Question: It is generally recognised that with Yevgeny Primakov’s appointment as foreign minister of the Russian Federation, the country’s foreign policy acquired a new identity and consistency, while diplomats regained their dignity. Do you agree with this? What can you say about your work at that time?
Sergey Lavrov: I believe that in the not so distant future, historians will formulate the concept of a Primakov Doctrine. His arrival at the Russian Foreign Ministry brought about a U-turn in the nation's foreign policy: it got out of the rut into which its Western partners had tried to push it after the disintegration of the USSR, and embarked on an independent course. This is the main thing, but certainly not the only thing that Yevgeny Primakov accomplished. He is also the author of our foreign policy principle, which had been followed in the Russian Empire and in the USSR, but disappeared in the post-Soviet era (in the first half of the 1990s), namely, the multi-vector principle, in particular, the striving to develop mutually beneficial relations with all countries that are interested in this, and abandoning the approach where the eastern and southern vectors of Russia’s foreign policy were undervalued.

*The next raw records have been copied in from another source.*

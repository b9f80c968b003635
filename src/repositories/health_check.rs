use std::time::Duration;

use async_trait::async_trait;
use diesel_async::RunQueryDsl;

use crate::db::{AsyncDbPool, with_deadline};
use crate::error::{AppError, AppResult};
use crate::repositories::StoreHealth;

/// Runs `SELECT 1` on a pooled connection.
#[derive(Clone)]
pub struct PoolHealthCheck {
    pool: AsyncDbPool,
    deadline: Duration,
}

impl PoolHealthCheck {
    pub fn new(pool: AsyncDbPool, deadline: Duration) -> Self {
        Self { pool, deadline }
    }
}

#[async_trait]
impl StoreHealth for PoolHealthCheck {
    async fn ping(&self) -> AppResult<()> {
        with_deadline(self.deadline, "ping database", async {
            let mut conn = self.pool.get().await?;
            diesel::sql_query("SELECT 1")
                .execute(&mut conn)
                .await
                .map(|_| ())
                .map_err(|e| AppError::ConnectionFailure {
                    source: anyhow::Error::from(e),
                })
        })
        .await
    }
}
//! HTTP request handlers for API endpoints.
//!
//! This module contains all request handlers organized by resource type.

pub mod auth;
pub mod health;
pub mod roles;
pub mod users;
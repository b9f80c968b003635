//! Login handler.

use axum::{Json, extract::State};
use utoipa_axum::router::OpenApiRouter;
use utoipa_axum::routes;

use crate::api::doc::AUTH_TAG;
use crate::api::dto::{ErrorResponse, LoginRequest, LoginResponse};
use crate::error::{AppError, AppResult};
use crate::state::AppState;
use crate::utils::validate::ValidatedJson;

/// Creates the authentication routes
///
/// # Routes
/// - `POST /login` - Check an email/password pair
pub fn auth_routes() -> OpenApiRouter<AppState> {
    OpenApiRouter::new().routes(routes!(login))
}

/// POST /login - Authenticate user
///
/// An unknown email answers 404 unless `auth.uniform_login_errors` is set,
/// in which case it answers 401 like a wrong password.
#[utoipa::path(
    post,
    path = "/login",
    tag = AUTH_TAG,
    request_body = LoginRequest,
    responses(
        (status = 200, description = "Login successful", body = LoginResponse),
        (status = 400, description = "Malformed request", body = ErrorResponse),
        (status = 401, description = "Incorrect password", body = ErrorResponse),
        (status = 404, description = "No user with this email", body = ErrorResponse)
    )
)]
async fn login(
    State(state): State<AppState>,
    ValidatedJson(payload): ValidatedJson<LoginRequest>,
) -> AppResult<Json<LoginResponse>> {
    let result = state
        .services
        .auth
        .authenticate(&payload.email, &payload.password)
        .await;

    match result {
        Ok(user) => Ok(Json(LoginResponse::from(user))),
        Err(AppError::NotFound { .. } | AppError::Unauthorized { .. })
            if state.auth.uniform_login_errors =>
        {
            Err(AppError::unauthorized("Invalid credentials"))
        }
        Err(e) => Err(e),
    }
}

Remember that Yevgeny Primakov first set forth the idea of strengthening cooperation in the Russia-India-China (RIC) troika format, which jump-started the evolution of geopolitical structures advocating multi-polarity and the formation of a polycentric world, where all positions and rights are distributed in line with a [country’s] actual economic and financial weight, as well as political clout. RIC became a pioneer in this respect. Eventually, BRIC was formed when Russia, India and China were joined by Brazil, and now it is BRICS, with the participation of the Republic of South Africa. There is a growing number of countries lining up to join this organisation as full-fledged members or as dialogue partners.
Question: How did you personally become aware of the new trends that came with Yevgeny Primakov’s arrival at the Foreign Ministry?

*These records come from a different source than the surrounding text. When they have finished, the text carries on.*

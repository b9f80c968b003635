//! Server module for managing HTTP server lifecycle
//!
//! This module handles server initialization, startup, and graceful shutdown.

use std::time::Duration;

use crate::api::routes::{RouterOptions, create_router};
use crate::config::Settings;
use crate::db::{establish_async_connection_pool, run_migrations};
use crate::state::AppState;
use tokio::net::TcpListener;
use tokio::signal;

/// HTTP server manager
pub struct Server {
    settings: Settings,
}

impl Server {
    /// Create a new server with the given settings
    pub fn new(settings: Settings) -> Self {
        Self { settings }
    }

    /// Start the server and run until shutdown signal
    ///
    /// Applies pending migrations first when `database.auto_migrate` is set,
    /// then builds the pool, state and router, binds, and serves with
    /// graceful shutdown.
    ///
    /// # Errors
    /// - Migration or connection pool initialization errors
    /// - Address binding errors
    /// - Server runtime errors
    pub async fn run(self) -> anyhow::Result<()> {
        let settings = &self.settings;

        tracing::info!(
            app_name = %settings.application.name,
            app_version = %settings.application.version,
            environment = %settings.application.environment,
            "Application starting"
        );

        tracing::info!(
            host = %settings.server.host,
            port = settings.server.port,
            request_timeout = settings.server.request_timeout,
            keep_alive_timeout = settings.server.keep_alive_timeout,
            "Server configuration loaded"
        );

        tracing::info!(
            url = %settings.database.redacted_url(),
            max_connections = settings.database.max_connections,
            min_connections = settings.database.min_connections,
            connection_timeout = settings.database.connection_timeout,
            query_timeout = settings.database.query_timeout,
            "Database configuration loaded"
        );

        if settings.database.auto_migrate {
            let applied = run_migrations(settings.database.connection_url()?).await?;
            tracing::info!(applied = applied.len(), "Pending migrations applied");
        }

        let pool = establish_async_connection_pool(&settings.database).await?;
        tracing::info!("Database connection pool initialized");

        let state = AppState::new(
            pool,
            Duration::from_secs(settings.database.query_timeout),
            settings.auth.clone(),
        );
        let router = create_router(state, RouterOptions::from_settings(settings));

        let address = settings.server.address();
        let listener = TcpListener::bind(&address).await.map_err(|e| {
            tracing::error!(error = %e, address = %address, "Failed to bind to address");
            anyhow::anyhow!("Failed to bind to {}: {}", address, e)
        })?;

        tracing::info!(address = %address, "Server listening");

        axum::serve(listener, router)
            .with_graceful_shutdown(shutdown_signal())
            .await?;

        tracing::info!("Server shutdown complete");

        Ok(())
    }
}

/// Waits for a shutdown signal (Ctrl+C or SIGTERM).
///
/// If a handler cannot be installed that branch never completes, so the
/// server keeps running on the other one.
async fn shutdown_signal() {
    let ctrl_c = async {
        if let Err(e) = signal::ctrl_c().await {
            tracing::error!(error = %e, "Failed to install Ctrl+C handler");
            std::future::pending::<()>().await;
        }
    };

    #[cfg(unix)]
    let terminate = async {
        match signal::unix::signal(signal::unix::SignalKind::terminate()) {
            Ok(mut stream) => {
                stream.recv().await;
            }
            Err(e) => {
                tracing::error!(error = %e, "Failed to install SIGTERM handler");
                std::future::pending::<()>().await;
            }
        }
    };

    #[cfg(not(unix))]
    let terminate = std::future::pending::<()>();

    tokio::select! {
        _ = ctrl_c => {
            tracing::info!("Received Ctrl+C, initiating graceful shutdown");
        }
        _ = terminate => {
            tracing::info!("Received SIGTERM, initiating graceful shutdown");
        }
    }
}
//! Command-line entry: argument parsing, configuration merging and the
//! `serve`, `migrate` and `seed` handlers.

pub mod config_merger;
pub mod executor;
pub mod handlers;
pub mod parser;
pub mod validation;

pub use config_merger::ConfigurationMerger;
pub use executor::execute_command;
pub use parser::{Cli, Commands, Environment, LogLevel};

use crate::config::settings::Settings;
use crate::logger::init_logger;

/// Loads configuration for `cli` and applies its overrides.
pub fn load_and_merge_config(cli: &Cli) -> anyhow::Result<Settings> {
    let merger = ConfigurationMerger::from_cli(cli)?;
    Ok(merger.merge_cli_args(cli)?)
}

/// Installs the global tracing subscriber from `settings.logger`.
pub fn init_logger_from_settings(settings: &Settings) -> anyhow::Result<()> {
    init_logger(&settings.logger)?;
    Ok(())
}
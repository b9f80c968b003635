use diesel::prelude::*;
use serde::Deserialize;

/// Role row from `cargos`
#[derive(Debug, Queryable, Selectable, Identifiable, Clone, PartialEq, Eq)]
#[diesel(table_name = crate::schema::cargos)]
#[diesel(primary_key(id_cargo))]
#[diesel(check_for_backend(diesel::pg::Pg))]
pub struct Role {
    #[diesel(column_name = id_cargo)]
    pub id: i32,
    #[diesel(column_name = descricao)]
    pub description: String,
}

/// Role insert. `id: None` lets the sequence assign it; seeding passes fixed ids.
#[derive(Debug, Insertable, Deserialize, Clone)]
#[diesel(table_name = crate::schema::cargos)]
pub struct NewRole {
    #[diesel(column_name = id_cargo)]
    pub id: Option<i32>,
    #[diesel(column_name = descricao)]
    pub description: String,
}

impl NewRole {
    pub fn new(description: impl Into<String>) -> Self {
        Self {
            id: None,
            description: description.into(),
        }
    }

    pub fn with_id(id: i32, description: impl Into<String>) -> Self {
        Self {
            id: Some(id),
            description: description.into(),
        }
    }
}
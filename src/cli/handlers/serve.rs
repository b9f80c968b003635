//! `serve` command

use crate::config::settings::Settings;
use crate::server::Server;

pub struct ServeCommandHandler {
    config: Settings,
}

impl ServeCommandHandler {
    pub fn new(config: Settings) -> Self {
        Self { config }
    }

    /// Starts the server, or only checks the configuration when `dry_run`.
    pub async fn execute(self, dry_run: bool) -> anyhow::Result<()> {
        if dry_run {
            self.validate_only()?;
            return Ok(());
        }
        Server::new(self.config).run().await
    }

    /// Validates the settings and prints what the server would use.
    pub fn validate_only(&self) -> anyhow::Result<()> {
        self.config.validate()?;

        println!("✓ Configuration is valid");
        println!(
            "✓ Environment: {}",
            self.config.application.environment
        );
        println!("✓ Server would bind to: {}", self.config.server.address());
        println!("✓ Database: {}", self.config.database.redacted_url());
        println!("✓ Log level: {}", self.config.logger.level);
        if self.config.database.auto_migrate {
            println!("✓ Pending migrations would be applied on startup");
        }
        println!("Dry run completed successfully");
        Ok(())
    }

    pub fn config(&self) -> &Settings {
        &self.config
    }
}

#[cfg(test)]
mod tests {
    use super::*;

    fn valid_config() -> Settings {
        let mut config = Settings::default();
        config.database.url = "postgres://localhost/softskills_test".to_string();
        config
    }

    #[test]
    fn test_serve_handler_new() {
        let config = valid_config();
        let handler = ServeCommandHandler::new(config.clone());
        assert_eq!(handler.config(), &config);
    }

    #[tokio::test]
    async fn test_dry_run_accepts_valid_config() {
        let handler = ServeCommandHandler::new(valid_config());
        assert!(handler.execute(true).await.is_ok());
    }

    #[tokio::test]
    async fn test_dry_run_rejects_invalid_config() {
        let mut config = valid_config();
        config.server.port = 0;
        let handler = ServeCommandHandler::new(config);
        assert!(handler.execute(true).await.is_err());
    }
}
//! Repository layer for data access operations.
//!
//! Provides async CRUD operations for roles and users behind the store traits.

#[cfg(test)]
pub mod memory;
mod health_check;
mod role_repo;
mod traits;
mod user_repo;

pub use health_check::PoolHealthCheck;
pub use role_repo::RoleRepository;
pub use traits::{RoleStore, StoreHealth, UserStore};
pub use user_repo::UserRepository;

use std::sync::Arc;
use std::time::Duration;

use crate::db::AsyncDbPool;

/// Aggregates all repositories for convenient access.
///
/// Cloning only bumps reference counts.
#[derive(Clone)]
pub struct Repositories {
    pub users: Arc<dyn UserStore>,
    pub roles: Arc<dyn RoleStore>,
    pub health: Arc<dyn StoreHealth>,
}

impl Repositories {
    /// Creates the diesel-backed repositories.
    ///
    /// # Arguments
    /// * `pool` - The async database connection pool
    /// * `deadline` - Upper bound applied to every store call
    pub fn new(pool: AsyncDbPool, deadline: Duration) -> Self {
        Self {
            users: Arc::new(UserRepository::new(pool.clone(), deadline)),
            roles: Arc::new(RoleRepository::new(pool.clone(), deadline)),
            health: Arc::new(PoolHealthCheck::new(pool, deadline)),
        }
    }

    #[cfg(test)]
    pub fn in_memory(store: memory::MemoryStore) -> Self {
        Self {
            users: Arc::new(store.clone()),
            roles: Arc::new(store.clone()),
            health: Arc::new(store),
        }
    }
}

Sergey Lavrov: I had met Yevgeny Primakov before he joined the Foreign Ministry, so I personally had no doubts about the kind of policy he would pursue. It did not come as a surprise to me. Quite the contrary, I was sure that the policy course would acquire the features that Yevgeny Primakov had given it. Honestly, all the Russian ambassadors were enthusiastic about his appointment. We were very proud that dignity had returned to our foreign policy activity.
Question: We know that he changed a good deal in the Ministry, in particular, removing some extraneous organisations from the building. What can you say about this?
Sergey Lavrov: At that time, I worked in New York, and I'm not familiar with the details. I know that an “amicable divorce” agreement was reached with the then-Foreign Trade Ministry and its successor, the Economic Development Ministry, which now has its own premises, while the entire high-rise on Smolenskaya Square is used by the Foreign Ministry. We were scattered around [the city], and it was important to have all the employees in one building. As you know, now a new structure has been built next to the Ministry’s main building, so it is now very comfortable for our employees to work there.
Question: Is there anything in the Ministry building or in your office that was done on Yevgeny Primakov’s watch?
Sergey Lavrov: The corridors and lobbies in the Ministry building were renovated, and the old, unsafe elevators were replaced. He did not touch anything in the Minister’s office, nor did Igor Ivanov change anything after him, and I, too, do not allow anything to be touched, because this is history. It is extremely important to preserve the building’s original interior design, which, without a doubt, is of great architectural value.
Question: Are there any funny stories or tales related to Yevgeny Primakov’s work?
Sergey Lavrov: We never told any stories about him. Behind his back, we referred to him as Maksimych [using the informal form of his patronymic], but he knew this. The great respect [we felt] for this man showed through literally in everything, even in the discussions that we conducted in his absence, discussing his assignments, how we should carry them out, whether we would make it on time, and so on.
Question: Was he an exacting boss?
Sergey Lavrov: A fair one.
Question: What does Yevgeny Primakov mean to you personally?
Sergey Lavrov: It’s a phenomenon not only in our foreign policy but in the Russian state, because after Yevgeny Primakov was tapped for the Russian Government, he made a decisive contribution to overcoming the consequences of the 1998 default and crisis. This is recognised universally. His government closed a big hole, and made it possible to stabilise the country. His arrival at the Russian Foreign Ministry helped stabilise foreign policy, and make it stable and independent, while his Cabinet stint, albeit short, had a favourable impact on the country.